- WHAT IS BEING ASKED -
Read through the entries below and return each line with the word "either".

[Recorded data]
------------
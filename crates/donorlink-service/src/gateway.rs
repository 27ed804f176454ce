//! Contracts for the remote backend.
//!
//! Every call carries the caller's [`Session`]; implementations attach the
//! bearer credential and user id. Failures come back already classified as
//! [`AppError`]s so callers never inspect transport details.

use async_trait::async_trait;
use serde::{Deserialize, Serialize};
use std::fmt;

use donorlink_core::error::AppError;
use donorlink_core::types::id::{MatchId, NotificationId};
use donorlink_entity::matching::{CompletionDetails, MatchResult, Party};
use donorlink_entity::notification::NotificationRecord;
use donorlink_entity::session::Session;

/// Which of the caller's matches to list.
#[derive(Debug, Clone, Copy, PartialEq, Eq, Hash, Serialize, Deserialize)]
#[serde(rename_all = "kebab-case")]
pub enum MatchFilter {
    /// Matches where the caller is the donor.
    AsDonor,
    /// Matches where the caller is the recipient.
    AsRecipient,
    /// Non-terminal matches on either side.
    Active,
    /// Matches nobody has confirmed yet.
    Pending,
    /// Matches both sides have confirmed.
    Confirmed,
}

impl MatchFilter {
    /// Path segment under `/matching/my-matches/`.
    pub fn path_segment(&self) -> &'static str {
        match self {
            Self::AsDonor => "as-donor",
            Self::AsRecipient => "as-recipient",
            Self::Active => "active",
            Self::Pending => "pending",
            Self::Confirmed => "confirmed",
        }
    }

    /// The listing that contains every match where the caller plays `party`.
    pub fn for_party(party: Party) -> Self {
        match party {
            Party::Donor => Self::AsDonor,
            Party::Recipient => Self::AsRecipient,
        }
    }
}

impl fmt::Display for MatchFilter {
    fn fmt(&self, f: &mut fmt::Formatter<'_>) -> fmt::Result {
        f.write_str(self.path_segment())
    }
}

/// Remote match endpoints.
#[async_trait]
pub trait MatchGateway: Send + Sync + 'static {
    /// List the caller's matches.
    async fn list_matches(
        &self,
        session: &Session,
        filter: MatchFilter,
    ) -> Result<Vec<MatchResult>, AppError>;

    /// Confirm the match as `party`.
    async fn confirm(&self, session: &Session, party: Party, id: MatchId) -> Result<(), AppError>;

    /// Reject the match as `party`.
    async fn reject(
        &self,
        session: &Session,
        party: Party,
        id: MatchId,
        reason: &str,
    ) -> Result<(), AppError>;

    /// Withdraw `party`'s confirmation.
    async fn withdraw(
        &self,
        session: &Session,
        party: Party,
        id: MatchId,
        reason: &str,
    ) -> Result<(), AppError>;

    /// Record completion (recipient only).
    async fn confirm_completion(
        &self,
        session: &Session,
        id: MatchId,
        details: &CompletionDetails,
    ) -> Result<(), AppError>;

    /// Ask the server whether completion may be initiated now.
    async fn can_confirm_completion(
        &self,
        session: &Session,
        id: MatchId,
    ) -> Result<bool, AppError>;

    /// Fetch a single match by scanning `party`'s listing.
    ///
    /// The backend has no single-match endpoint.
    async fn find_match(
        &self,
        session: &Session,
        party: Party,
        id: MatchId,
    ) -> Result<Option<MatchResult>, AppError> {
        let matches = self
            .list_matches(session, MatchFilter::for_party(party))
            .await?;
        Ok(matches.into_iter().find(|m| m.match_id == id))
    }
}

/// Remote notification endpoints.
#[async_trait]
pub trait NotificationGateway: Send + Sync + 'static {
    /// All notifications, most recent first.
    async fn list_notifications(
        &self,
        session: &Session,
    ) -> Result<Vec<NotificationRecord>, AppError>;

    /// Unread notifications only.
    async fn list_unread(&self, session: &Session) -> Result<Vec<NotificationRecord>, AppError>;

    /// The server's unread count.
    async fn unread_count(&self, session: &Session) -> Result<u64, AppError>;

    /// Mark one notification read.
    async fn mark_read(&self, session: &Session, id: NotificationId) -> Result<(), AppError>;

    /// Mark every notification read.
    async fn mark_all_read(&self, session: &Session) -> Result<(), AppError>;

    /// Delete one notification.
    async fn delete(&self, session: &Session, id: NotificationId) -> Result<(), AppError>;
}

#[cfg(test)]
mod tests {
    use super::*;

    #[test]
    fn test_filter_paths() {
        assert_eq!(MatchFilter::AsDonor.path_segment(), "as-donor");
        assert_eq!(MatchFilter::for_party(Party::Recipient), MatchFilter::AsRecipient);
        assert_eq!(MatchFilter::Confirmed.to_string(), "confirmed");
    }
}
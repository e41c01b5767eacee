use anyhow::{Context, Result};

use crate::generation::session::{DEFAULT_CHUNK_SIZE, DEFAULT_MAX_TOKENS};

/// Application configuration loaded from environment variables.
/// Startup fails if a required variable is missing or a value does not parse.
#[derive(Debug, Clone)]
pub struct Config {
    pub anthropic_api_key: String,
    pub port: u16,
    pub rust_log: String,
    /// Default total token budget for a generation session.
    pub max_tokens: u64,
    /// Default per-round token request.
    pub chunk_size: u64,
}

impl Config {
    pub fn from_env() -> Result<Self> {
        dotenvy::dotenv().ok(); // load .env if present; ignore if missing
        Self::from_lookup(|key| std::env::var(key).ok())
    }

    fn from_lookup(lookup: impl Fn(&str) -> Option<String>) -> Result<Self> {
        let require = |key: &str| {
            lookup(key).with_context(|| format!("Required environment variable '{key}' is not set"))
        };

        Ok(Config {
            anthropic_api_key: require("ANTHROPIC_API_KEY")?,
            port: lookup("PORT")
                .unwrap_or_else(|| "8080".to_string())
                .parse::<u16>()
                .context("PORT must be a valid port number")?,
            rust_log: lookup("RUST_LOG").unwrap_or_else(|| "info".to_string()),
            max_tokens: positive(lookup("MARGIN_MAX_TOKENS"), DEFAULT_MAX_TOKENS)
                .context("MARGIN_MAX_TOKENS must be a positive integer")?,
            chunk_size: positive(lookup("MARGIN_CHUNK_SIZE"), DEFAULT_CHUNK_SIZE)
                .context("MARGIN_CHUNK_SIZE must be a positive integer")?,
        })
    }
}

fn positive(raw: Option<String>, default: u64) -> Result<u64> {
    let Some(raw) = raw else {
        return Ok(default);
    };
    let value = raw.trim().parse::<u64>()?;
    anyhow::ensure!(value > 0, "got 0");
    Ok(value)
}
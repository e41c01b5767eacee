//! Structure Tracker — incremental line / paragraph / word / character accounting.
//!
//! Fragments may split anywhere (mid-word, between the two newlines of a paragraph
//! break); every count is maintained so that the result after ingesting a text is
//! identical however it was split. Nothing ingested is ever reprocessed.
//!
//! # Counting rules
//! - A line completes on `'\n'`. A leading empty line is not counted, but blank
//!   lines after the first completed line are.
//! - A paragraph completes when its buffer ends in two consecutive newlines. It is
//!   recorded trimmed, and only when non-blank; the buffer is cleared either way.
//! - Words are maximal runs of non-whitespace over the whole text, carried across
//!   fragment boundaries by a single in-word flag.
//! - Characters are Unicode scalar values.

#![allow(dead_code)]

use std::collections::BTreeMap;

use serde::Serialize;

use crate::constraints::{evaluate, ConstraintSet, Dimension, Evaluation, Metrics};

const PARAGRAPH_BREAK: &str = "\n\n";

/// Exclusively owned by one generation session; fragments must arrive in order.
#[derive(Debug, Clone, Default)]
pub struct StructureTracker {
    total_tokens: u64,
    total_chars: u64,
    total_words: u64,
    completed_lines: Vec<String>,
    completed_paragraphs: Vec<String>,
    current_line: String,
    current_paragraph: String,
    full_text: String,
    in_word: bool,
    constraints: ConstraintSet,
    satisfaction: BTreeMap<Dimension, bool>,
    complete: bool,
}

impl StructureTracker {
    pub fn new() -> Self {
        Self::default()
    }

    /// Replaces the active constraints. Every satisfaction flag starts false.
    pub fn set_constraints(&mut self, constraints: ConstraintSet) {
        self.satisfaction = constraints
            .dimensions()
            .into_iter()
            .map(|d| (d, false))
            .collect();
        self.constraints = constraints;
        self.complete = false;
    }

    /// Returns the tracker to its freshly constructed state.
    pub fn reset(&mut self) {
        *self = Self::new();
    }

    /// Ingests the next fragment.
    ///
    /// `token_count` is the caller's measured cost for the fragment; without one,
    /// each call counts as a single token. An empty fragment changes nothing.
    pub fn ingest(&mut self, fragment: &str, token_count: Option<u64>) {
        if fragment.is_empty() {
            return;
        }

        self.full_text.push_str(fragment);
        self.total_tokens += token_count.unwrap_or(1);

        for ch in fragment.chars() {
            self.total_chars += 1;

            if ch.is_whitespace() {
                self.in_word = false;
            } else if !self.in_word {
                self.in_word = true;
                self.total_words += 1;
            }

            self.current_line.push(ch);
            self.current_paragraph.push(ch);

            if ch == '\n' {
                self.complete_line();
                self.try_complete_paragraph();
            }
        }

        self.reevaluate();
    }

    fn complete_line(&mut self) {
        self.current_line.pop();
        let line = std::mem::take(&mut self.current_line);
        if !line.is_empty() || !self.completed_lines.is_empty() {
            self.completed_lines.push(line);
        }
    }

    fn try_complete_paragraph(&mut self) {
        if !self.current_paragraph.ends_with(PARAGRAPH_BREAK) {
            return;
        }
        let paragraph = self.current_paragraph.trim();
        if !paragraph.is_empty() {
            self.completed_paragraphs.push(paragraph.to_string());
        }
        self.current_paragraph.clear();
    }

    fn reevaluate(&mut self) {
        let Evaluation {
            satisfaction,
            complete,
        } = evaluate(&self.constraints, &self.metrics());
        self.satisfaction = satisfaction;
        self.complete = complete;
    }

    // ── Effective counts ────────────────────────────────────────────────────

    fn line_in_progress(&self) -> bool {
        !self.current_line.trim().is_empty()
    }

    fn paragraph_in_progress(&self) -> bool {
        !self.current_paragraph.trim().is_empty()
            && !self.current_paragraph.ends_with(PARAGRAPH_BREAK)
    }

    /// Completed lines plus one for a non-blank line in progress.
    pub fn line_count(&self) -> usize {
        self.completed_lines.len() + usize::from(self.line_in_progress())
    }

    /// Completed paragraphs plus one for a non-blank paragraph in progress.
    pub fn paragraph_count(&self) -> usize {
        self.completed_paragraphs.len() + usize::from(self.paragraph_in_progress())
    }

    pub fn metrics(&self) -> Metrics<'_> {
        Metrics {
            line_count: self.line_count(),
            paragraph_count: self.paragraph_count(),
            total_words: self.total_words,
            total_chars: self.total_chars,
            completed_lines: &self.completed_lines,
            completed_paragraphs: &self.completed_paragraphs,
        }
    }

    // ── Accessors ───────────────────────────────────────────────────────────

    pub fn total_tokens(&self) -> u64 {
        self.total_tokens
    }

    pub fn total_chars(&self) -> u64 {
        self.total_chars
    }

    pub fn total_words(&self) -> u64 {
        self.total_words
    }

    pub fn completed_lines(&self) -> &[String] {
        &self.completed_lines
    }

    pub fn completed_paragraphs(&self) -> &[String] {
        &self.completed_paragraphs
    }

    pub fn text(&self) -> &str {
        &self.full_text
    }

    pub fn constraints(&self) -> &ConstraintSet {
        &self.constraints
    }

    pub fn satisfaction(&self) -> &BTreeMap<Dimension, bool> {
        &self.satisfaction
    }

    pub fn is_complete(&self) -> bool {
        self.complete
    }

    /// Point-in-time view, with in-progress units appended to the sequences.
    pub fn snapshot(&self) -> Snapshot {
        let line_in_progress = self.line_in_progress();
        let paragraph_in_progress = self.paragraph_in_progress();

        let mut lines = self.completed_lines.clone();
        if line_in_progress {
            lines.push(self.current_line.clone());
        }

        let mut paragraphs = self.completed_paragraphs.clone();
        if paragraph_in_progress {
            paragraphs.push(self.current_paragraph.trim().to_string());
        }

        Snapshot {
            total_tokens: self.total_tokens,
            total_chars: self.total_chars,
            total_words: self.total_words,
            line_count: lines.len(),
            paragraph_count: paragraphs.len(),
            lines,
            paragraphs,
            line_in_progress,
            paragraph_in_progress,
            constraints: self.constraints.clone(),
            satisfaction: self.satisfaction.clone(),
            complete: self.complete,
            text: self.full_text.clone(),
        }
    }
}

// ────────────────────────────────────────────────────────────────────────────
// Snapshot
// ────────────────────────────────────────────────────────────────────────────

/// Immutable read view handed to renderers and producers.
#[derive(Debug, Clone, PartialEq, Serialize)]
pub struct Snapshot {
    pub total_tokens: u64,
    pub total_chars: u64,
    pub total_words: u64,
    /// Effective line count, equal to `lines.len()`.
    pub line_count: usize,
    /// Effective paragraph count, equal to `paragraphs.len()`.
    pub paragraph_count: usize,
    pub lines: Vec<String>,
    pub paragraphs: Vec<String>,
    /// True when the last entry of `lines` is the unterminated line.
    pub line_in_progress: bool,
    /// True when the last entry of `paragraphs` is the unterminated paragraph.
    pub paragraph_in_progress: bool,
    pub constraints: ConstraintSet,
    pub satisfaction: BTreeMap<Dimension, bool>,
    pub complete: bool,
    pub text: String,
}

impl Snapshot {
    pub fn completed_lines(&self) -> &[String] {
        let end = self.lines.len() - usize::from(self.line_in_progress);
        &self.lines[..end]
    }

    pub fn completed_paragraphs(&self) -> &[String] {
        let end = self.paragraphs.len() - usize::from(self.paragraph_in_progress);
        &self.paragraphs[..end]
    }

    pub fn metrics(&self) -> Metrics<'_> {
        Metrics {
            line_count: self.line_count,
            paragraph_count: self.paragraph_count,
            total_words: self.total_words,
            total_chars: self.total_chars,
            completed_lines: self.completed_lines(),
            completed_paragraphs: self.completed_paragraphs(),
        }
    }

    /// Re-derives satisfaction from this snapshot alone.
    pub fn evaluate(&self) -> Evaluation {
        evaluate(&self.constraints, &self.metrics())
    }
}

// ────────────────────────────────────────────────────────────────────────────
// Tests
// ────────────────────────────────────────────────────────────────────────────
------------
- RESPONSE BELOW -
    /// Non-terminal matches on either side.
//!   recorded trimmed, and only when non-blank; the buffer is cleared either way.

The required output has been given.